Screaming Wings


Title           Screaming Wings
Publisher       Red Rat Software
Development     CJH
Game Type       Shoot-em-up
Players         1
Compatibility   ECS  (All with Patch)
HD Installable  Yes (WHDLoad Patch available)
Submission      Codetapper

Review
Screaming Wings is a vertically scrolling shoot'em-up which may have
originally been an arcade machine. The easiest way to describe the game is
that it is a 1942 clone but without the good bits

The loading picture is quite reasonable for such an old game and there is
a very strange guitar sample playing while the game loads. Once the game
appears, things take a turn for the worse.

The title screen consists of a scrolling landscape with some scratchy
speech introducing the game. Upon pressing fire, your aircraft appears at
the bottom of the screen and the enemy cannon fodder appear. The graphics
have that "old style" look about them from the days when colour palettes
consisted of totally different colours with no respect for shading. Most
of the graphics consist of one colour with a few black pixels in them!

I have always believed that a shoot'em-up is rated on it's boredom and
niggle factors. If a game has annoying bugs or it is practically
identical on all its levels it will rarely be played. Unfortunately,
Screaming Wings suffers from both faults. Rather than listing the good
points (which I can't think of anyway!) I will describe the faults in this
game:

- When you lose a life, you are not given a few seconds of invulnerability.
  This often happens when a massive enemy plane is spewing out 4 bullets at
  a time and you can lose all your lives in one hit without being able to
  avoid the bullets.

- The collision detection is awful. A bullet which looks like it will miss
  your aircraft often destroys it.

- Your aircraft is too slow to move and this means dodging the missiles
  (which move at about 2-3 times your speed) is practically impossible.

- At the end of a level, the scrolling landscape stops and your aircraft
  mysteriously starts flying backwards towards the runway.

- Apart from the extra life power-up, you are unlikely to be able to tell
  what special feature your aircraft has been granted.

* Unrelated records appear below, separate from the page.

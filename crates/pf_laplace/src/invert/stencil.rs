// crates/pf_laplace/src/invert/stencil.rs

//! 差分模板
//!
//! 把一个格点的五个 PDE 系数转换为固定的 (x 偏移, z 偏移, 权重)
//! 表。二阶与四阶各有一张完整写出的模板表，不做任何阶间插值
//! 或符号复用，宁可冗长也避免差一错误。
//!
//! 边界行另有模板：梯度（Neumann 型）边界用同阶的单侧差分
//! 匹配法向导数，固定值（Dirichlet 型）边界是恒等行。恒等行的
//! 非对角零权重也显式写出，保证边界标志变化时稀疏模式不变。

use super::coeffs::StencilCoeffs;
use pf_foundation::Scalar;

/// 一条模板项：矩阵在 (行, 列 = 索引映射(格点, 偏移)) 处的贡献
#[derive(Debug, Clone, Copy, PartialEq)]
pub struct StencilEntry {
    /// x 方向偏移
    pub dx: i32,
    /// z 方向偏移
    pub dz: i32,
    /// 权重
    pub weight: Scalar,
}

impl StencilEntry {
    #[inline]
    fn new(dx: i32, dz: i32, weight: Scalar) -> Self {
        Self { dx, dz, weight }
    }
}

/// 域边缘
#[derive(Debug, Clone, Copy, PartialEq, Eq)]
pub enum Edge {
    /// 内边界（x 小端，首分区持有）
    Inner,
    /// 外边界（x 大端，末分区持有）
    Outer,
}

// ============================================================================
// 内部行模板
// ============================================================================

/// 二阶 9 点模板
///
/// 纯二阶导数用标准中心差分，混合项用角点四点公式，
/// 一阶项用一阶中心差分。
pub fn second_order_interior(
    a0: Scalar,
    c: &StencilCoeffs,
    dx: Scalar,
    dz: Scalar,
) -> [StencilEntry; 9] {
    let dx2 = dx * dx;
    let dz2 = dz * dz;
    let dxdz = dx * dz;

    [
        // f(i,j)
        StencilEntry::new(0, 0, a0 - 2.0 * (c.dx2 / dx2 + c.dz2 / dz2)),
        // f(i-1,j-1)
        StencilEntry::new(-1, -1, c.dxdz / (4.0 * dxdz)),
        // f(i-1,j)
        StencilEntry::new(-1, 0, c.dx2 / dx2 - c.dx / (2.0 * dx)),
        // f(i-1,j+1)
        StencilEntry::new(-1, 1, -c.dxdz / (4.0 * dxdz)),
        // f(i,j-1)
        StencilEntry::new(0, -1, c.dz2 / dz2 - c.dz / (2.0 * dz)),
        // f(i,j+1)
        StencilEntry::new(0, 1, c.dz2 / dz2 + c.dz / (2.0 * dz)),
        // f(i+1,j-1)
        StencilEntry::new(1, -1, -c.dxdz / (4.0 * dxdz)),
        // f(i+1,j)
        StencilEntry::new(1, 0, c.dx2 / dx2 + c.dx / (2.0 * dx)),
        // f(i+1,j+1)
        StencilEntry::new(1, 1, c.dxdz / (4.0 * dxdz)),
    ]
}

/// 四阶 25 点模板（完整 5×5 块）
///
/// 纯二阶导数用五点四阶中心差分，混合项用四阶交叉公式，
/// 一阶项用四点四阶中心差分。
pub fn fourth_order_interior(
    a0: Scalar,
    c: &StencilCoeffs,
    dx: Scalar,
    dz: Scalar,
) -> [StencilEntry; 25] {
    let dx2 = dx * dx;
    let dz2 = dz * dz;
    let dxdz = dx * dz;

    [
        // f(i,j)
        StencilEntry::new(0, 0, a0 - 2.5 * (c.dx2 / dx2 + c.dz2 / dz2)),
        // f(i-2,j-2)
        StencilEntry::new(-2, -2, c.dxdz / (144.0 * dxdz)),
        // f(i-2,j-1)
        StencilEntry::new(-2, -1, -c.dxdz / (18.0 * dxdz)),
        // f(i-2,j)
        StencilEntry::new(-2, 0, (1.0 / 12.0) * (-c.dx2 / dx2 + c.dx / dx)),
        // f(i-2,j+1)
        StencilEntry::new(-2, 1, c.dxdz / (18.0 * dxdz)),
        // f(i-2,j+2)
        StencilEntry::new(-2, 2, -c.dxdz / (144.0 * dxdz)),
        // f(i-1,j-2)
        StencilEntry::new(-1, -2, -c.dxdz / (18.0 * dxdz)),
        // f(i-1,j-1)
        StencilEntry::new(-1, -1, 4.0 * c.dxdz / (9.0 * dxdz)),
        // f(i-1,j)
        StencilEntry::new(-1, 0, 4.0 * c.dx2 / (3.0 * dx2) - 2.0 * c.dx / (3.0 * dx)),
        // f(i-1,j+1)
        StencilEntry::new(-1, 1, -4.0 * c.dxdz / (9.0 * dxdz)),
        // f(i-1,j+2)
        StencilEntry::new(-1, 2, c.dxdz / (18.0 * dxdz)),
        // f(i,j-2)
        StencilEntry::new(0, -2, (1.0 / 12.0) * (-c.dz2 / dz2 + c.dz / dz)),
        // f(i,j-1)
        StencilEntry::new(0, -1, 4.0 * c.dz2 / (3.0 * dz2) - 2.0 * c.dz / (3.0 * dz)),
        // f(i,j+1)
        StencilEntry::new(0, 1, 4.0 * c.dz2 / (3.0 * dz2) + 2.0 * c.dz / (3.0 * dz)),
        // f(i,j+2)
        StencilEntry::new(0, 2, (-1.0 / 12.0) * (c.dz2 / dz2 + c.dz / dz)),
        // f(i+1,j-2)
        StencilEntry::new(1, -2, c.dxdz / (18.0 * dxdz)),
        // f(i+1,j-1)
        StencilEntry::new(1, -1, -4.0 * c.dxdz / (9.0 * dxdz)),
        // f(i+1,j)
        StencilEntry::new(1, 0, 4.0 * c.dx2 / (3.0 * dx2) + 2.0 * c.dx / (3.0 * dx)),
        // f(i+1,j+1)
        StencilEntry::new(1, 1, 4.0 * c.dxdz / (9.0 * dxdz)),
        // f(i+1,j+2)
        StencilEntry::new(1, 2, -c.dxdz / (18.0 * dxdz)),
        // f(i+2,j-2)
        StencilEntry::new(2, -2, -c.dxdz / (144.0 * dxdz)),
        // f(i+2,j-1)
        StencilEntry::new(2, -1, c.dxdz / (18.0 * dxdz)),
        // f(i+2,j)
        StencilEntry::new(2, 0, (-1.0 / 12.0) * (c.dx2 / dx2 + c.dx / dx)),
        // f(i+2,j+1)
        StencilEntry::new(2, 1, -c.dxdz / (18.0 * dxdz)),
        // f(i+2,j+2)
        StencilEntry::new(2, 2, c.dxdz / (144.0 * dxdz)),
    ]
}

// ============================================================================
// 边界行模板
// ============================================================================

/// 梯度（Neumann 型）边界行：单侧差分匹配法向导数
///
/// 内边界向域内取点（正偏移），外边界向域内取点（负偏移）。
/// 二阶用三点单侧公式，四阶用五点单侧公式。
pub fn gradient_boundary(fourth_order: bool, edge: Edge, dx: Scalar) -> Vec<StencilEntry> {
    let sign: Scalar = match edge {
        Edge::Inner => 1.0,
        Edge::Outer => -1.0,
    };
    let step: i32 = match edge {
        Edge::Inner => 1,
        Edge::Outer => -1,
    };

    if fourth_order {
        vec![
            StencilEntry::new(0, 0, -sign * 25.0 / (12.0 * dx)),
            StencilEntry::new(step, 0, sign * 4.0 / dx),
            StencilEntry::new(2 * step, 0, -sign * 3.0 / dx),
            StencilEntry::new(3 * step, 0, sign * 4.0 / (3.0 * dx)),
            StencilEntry::new(4 * step, 0, -sign / (4.0 * dx)),
        ]
    } else {
        vec![
            StencilEntry::new(0, 0, -sign * 3.0 / (2.0 * dx)),
            StencilEntry::new(step, 0, sign * 2.0 / dx),
            StencilEntry::new(2 * step, 0, -sign / (2.0 * dx)),
        ]
    }
}

/// 固定值（Dirichlet 型）边界行：恒等行
///
/// 对角权重 1，x 方向四个邻居显式写零，保证与梯度边界共用
/// 同一稀疏模式。
pub fn value_boundary(edge: Edge) -> [StencilEntry; 5] {
    let step: i32 = match edge {
        Edge::Inner => 1,
        Edge::Outer => -1,
    };
    [
        StencilEntry::new(0, 0, 1.0),
        StencilEntry::new(step, 0, 0.0),
        StencilEntry::new(2 * step, 0, 0.0),
        StencilEntry::new(3 * step, 0, 0.0),
        StencilEntry::new(4 * step, 0, 0.0),
    ]
}

// ============================================================================
// 稀疏模式足迹
// ============================================================================

/// 内部行的列偏移足迹
pub fn interior_footprint(fourth_order: bool) -> Vec<(i32, i32)> {
    let reach: i32 = if fourth_order { 2 } else { 1 };
    let mut offsets = Vec::with_capacity(((2 * reach + 1) * (2 * reach + 1)) as usize);
    for dx in -reach..=reach {
        for dz in -reach..=reach {
            offsets.push((dx, dz));
        }
    }
    offsets
}

/// 边界行的列偏移足迹（两种阶数与两种边界语义的并集）
pub fn boundary_footprint(edge: Edge) -> [(i32, i32); 5] {
    let step: i32 = match edge {
        Edge::Inner => 1,
        Edge::Outer => -1,
    };
    [
        (0, 0),
        (step, 0),
        (2 * step, 0),
        (3 * step, 0),
        (4 * step, 0),
    ]
}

- All levels look exactly the same.

- After level 9 you repeat the same level over and over. I played at least
  50 levels (with an infinite lives trainer) and there is no end screen in
  sight.

- The game is impossible. Without infinite lives I would say that you would
  be lucky to finish level 3.

In conclusion, this game is terrible. It looks like an Atari ST port (and
probably was). The collision detection kills playability, the slowness of
your aircraft and the repetitive nature of the levels means you will
probably only ever play it once. At least Red Rat Software went on to
produce the excellent game Pushover for Ocean!